*Work order*.
Restate the entries below word for word, omitting nothing.

*Data excerpts*.
[Start of Attachment]

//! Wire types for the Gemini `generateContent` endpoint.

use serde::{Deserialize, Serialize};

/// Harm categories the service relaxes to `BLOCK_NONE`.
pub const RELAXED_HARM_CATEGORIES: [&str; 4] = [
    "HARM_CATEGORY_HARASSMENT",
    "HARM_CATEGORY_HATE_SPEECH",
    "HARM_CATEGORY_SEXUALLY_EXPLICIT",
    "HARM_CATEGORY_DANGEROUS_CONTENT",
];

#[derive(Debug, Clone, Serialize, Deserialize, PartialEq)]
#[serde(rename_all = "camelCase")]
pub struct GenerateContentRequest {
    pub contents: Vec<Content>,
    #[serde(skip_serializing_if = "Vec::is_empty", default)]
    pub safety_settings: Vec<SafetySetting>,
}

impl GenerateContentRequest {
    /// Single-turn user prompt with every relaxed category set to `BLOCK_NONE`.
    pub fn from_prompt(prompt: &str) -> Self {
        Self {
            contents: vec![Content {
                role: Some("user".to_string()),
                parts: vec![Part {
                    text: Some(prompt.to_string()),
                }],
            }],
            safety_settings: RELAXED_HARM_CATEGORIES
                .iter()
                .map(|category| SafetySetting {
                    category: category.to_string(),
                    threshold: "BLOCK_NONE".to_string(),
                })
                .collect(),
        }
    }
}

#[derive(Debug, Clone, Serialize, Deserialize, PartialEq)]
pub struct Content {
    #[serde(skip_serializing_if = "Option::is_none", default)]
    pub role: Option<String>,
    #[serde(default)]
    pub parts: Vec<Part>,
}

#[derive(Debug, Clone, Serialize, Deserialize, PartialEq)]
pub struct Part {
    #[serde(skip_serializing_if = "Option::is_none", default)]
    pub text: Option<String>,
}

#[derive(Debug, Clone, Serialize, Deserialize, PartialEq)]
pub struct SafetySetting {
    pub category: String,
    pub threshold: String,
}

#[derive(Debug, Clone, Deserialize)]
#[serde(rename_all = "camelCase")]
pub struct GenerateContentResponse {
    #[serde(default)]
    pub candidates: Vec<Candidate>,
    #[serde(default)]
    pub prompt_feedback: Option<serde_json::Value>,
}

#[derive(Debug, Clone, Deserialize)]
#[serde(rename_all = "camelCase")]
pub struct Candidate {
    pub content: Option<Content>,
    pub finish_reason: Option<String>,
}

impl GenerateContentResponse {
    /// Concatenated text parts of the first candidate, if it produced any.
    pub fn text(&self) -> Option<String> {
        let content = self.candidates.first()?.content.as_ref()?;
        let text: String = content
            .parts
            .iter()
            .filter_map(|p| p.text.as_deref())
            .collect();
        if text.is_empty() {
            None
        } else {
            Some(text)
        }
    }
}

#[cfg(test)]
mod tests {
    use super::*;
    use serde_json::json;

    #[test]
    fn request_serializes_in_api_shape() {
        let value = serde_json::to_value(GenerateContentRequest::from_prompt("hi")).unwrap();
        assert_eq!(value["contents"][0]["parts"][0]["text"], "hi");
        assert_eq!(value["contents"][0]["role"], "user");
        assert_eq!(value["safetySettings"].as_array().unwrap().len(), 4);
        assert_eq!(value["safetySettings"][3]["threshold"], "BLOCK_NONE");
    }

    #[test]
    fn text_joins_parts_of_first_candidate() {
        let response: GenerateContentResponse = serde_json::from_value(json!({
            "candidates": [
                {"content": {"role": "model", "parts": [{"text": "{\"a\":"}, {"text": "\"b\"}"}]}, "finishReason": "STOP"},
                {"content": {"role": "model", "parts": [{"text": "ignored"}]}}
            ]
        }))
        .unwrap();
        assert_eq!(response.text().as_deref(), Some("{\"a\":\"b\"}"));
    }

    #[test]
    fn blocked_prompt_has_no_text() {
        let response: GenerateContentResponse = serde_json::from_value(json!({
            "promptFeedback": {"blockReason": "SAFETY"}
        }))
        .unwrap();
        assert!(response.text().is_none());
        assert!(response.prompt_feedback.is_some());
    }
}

[End of Attachment]

*Result*.
//! Wire types for the Gemini `generateContent` endpoint.

use serde::{Deserialize, Serialize};

/// Harm categories the service relaxes to `BLOCK_NONE`.
pub const RELAXED_HARM_CATEGORIES: [&str; 4] = [
    "HARM_CATEGORY_HARASSMENT",
    "HARM_CATEGORY_HATE_SPEECH",
    "HARM_CATEGORY_SEXUALLY_EXPLICIT",
    "HARM_CATEGORY_DANGEROUS_CONTENT",
];

#[derive(Debug, Clone, Serialize, Deserialize, PartialEq)]
#[serde(rename_all = "camelCase")]
pub struct GenerateContentRequest {
    pub contents: Vec<Content>,
    #[serde(skip_serializing_if = "Vec::is_empty", default)]
    pub safety_settings: Vec<SafetySetting>,
}

impl GenerateContentRequest {
    /// Single-turn user prompt with every relaxed category set to `BLOCK_NONE`.
    pub fn from_prompt(prompt: &str) -> Self {
        Self {
            contents: vec![Content {
                role: Some("user".to_string()),
                parts: vec![Part {
                    text: Some(prompt.to_string()),
                }],
            }],
            safety_settings: RELAXED_HARM_CATEGORIES
                .iter()
                .map(|category| SafetySetting {
                    category: category.to_string(),
                    threshold: "BLOCK_NONE".to_string(),
                })
                .collect(),
        }
    }
}

#[derive(Debug, Clone, Serialize, Deserialize, PartialEq)]
pub struct Content {
    #[serde(skip_serializing_if = "Option::is_none", default)]
    pub role: Option<String>,
    #[serde(default)]
    pub parts: Vec<Part>,
}

#[derive(Debug, Clone, Serialize, Deserialize, PartialEq)]
pub struct Part {
    #[serde(skip_serializing_if = "Option::is_none", default)]
    pub text: Option<String>,
}

#[derive(Debug, Clone, Serialize, Deserialize, PartialEq)]
pub struct SafetySetting {
    pub category: String,
    pub threshold: String,
}

#[derive(Debug, Clone, Deserialize)]
#[serde(rename_all = "camelCase")]
pub struct GenerateContentResponse {
    #[serde(default)]
    pub candidates: Vec<Candidate>,
    #[serde(default)]
    pub prompt_feedback: Option<serde_json::Value>,
}

#[derive(Debug, Clone, Deserialize)]
#[serde(rename_all = "camelCase")]
pub struct Candidate {
    pub content: Option<Content>,
    pub finish_reason: Option<String>,
}

impl GenerateContentResponse {
    /// Concatenated text parts of the first candidate, if it produced any.
    pub fn text(&self) -> Option<String> {
        let content = self.candidates.first()?.content.as_ref()?;
        let text: String = content
            .parts
            .iter()
            .filter_map(|p| p.text.as_deref())
            .collect();
        if text.is_empty() {
            None
        } else {
            Some(text)
        }
    }
}

#[cfg(test)]
mod tests {
    use super::*;
    use serde_json::json;

    #[test]
    fn request_serializes_in_api_shape() {
        let value = serde_json::to_value(GenerateContentRequest::from_prompt("hi")).unwrap();
        assert_eq!(value["contents"][0]["parts"][0]["text"], "hi");
        assert_eq!(value["contents"][0]["role"], "user");
        assert_eq!(value["safetySettings"].as_array().unwrap().len(), 4);
        assert_eq!(value["safetySettings"][3]["threshold"], "BLOCK_NONE");
    }

    #[test]
    fn text_joins_parts_of_first_candidate() {
        let response: GenerateContentResponse = serde_json::from_value(json!({
            "candidates": [
                {"content": {"role": "model", "parts": [{"text": "{\"a\":"}, {"text": "\"b\"}"}]}, "finishReason": "STOP"},
                {"content": {"role": "model", "parts": [{"text": "ignored"}]}}
            ]
        }))
        .unwrap();
        assert_eq!(response.text().as_deref(), Some("{\"a\":\"b\"}"));
    }

    #[test]
    fn blocked_prompt_has_no_text() {
        let response: GenerateContentResponse = serde_json::from_value(json!({
            "promptFeedback": {"blockReason": "SAFETY"}
        }))
        .unwrap();
        assert!(response.text().is_none());
        assert!(response.prompt_feedback.is_some());
    }
}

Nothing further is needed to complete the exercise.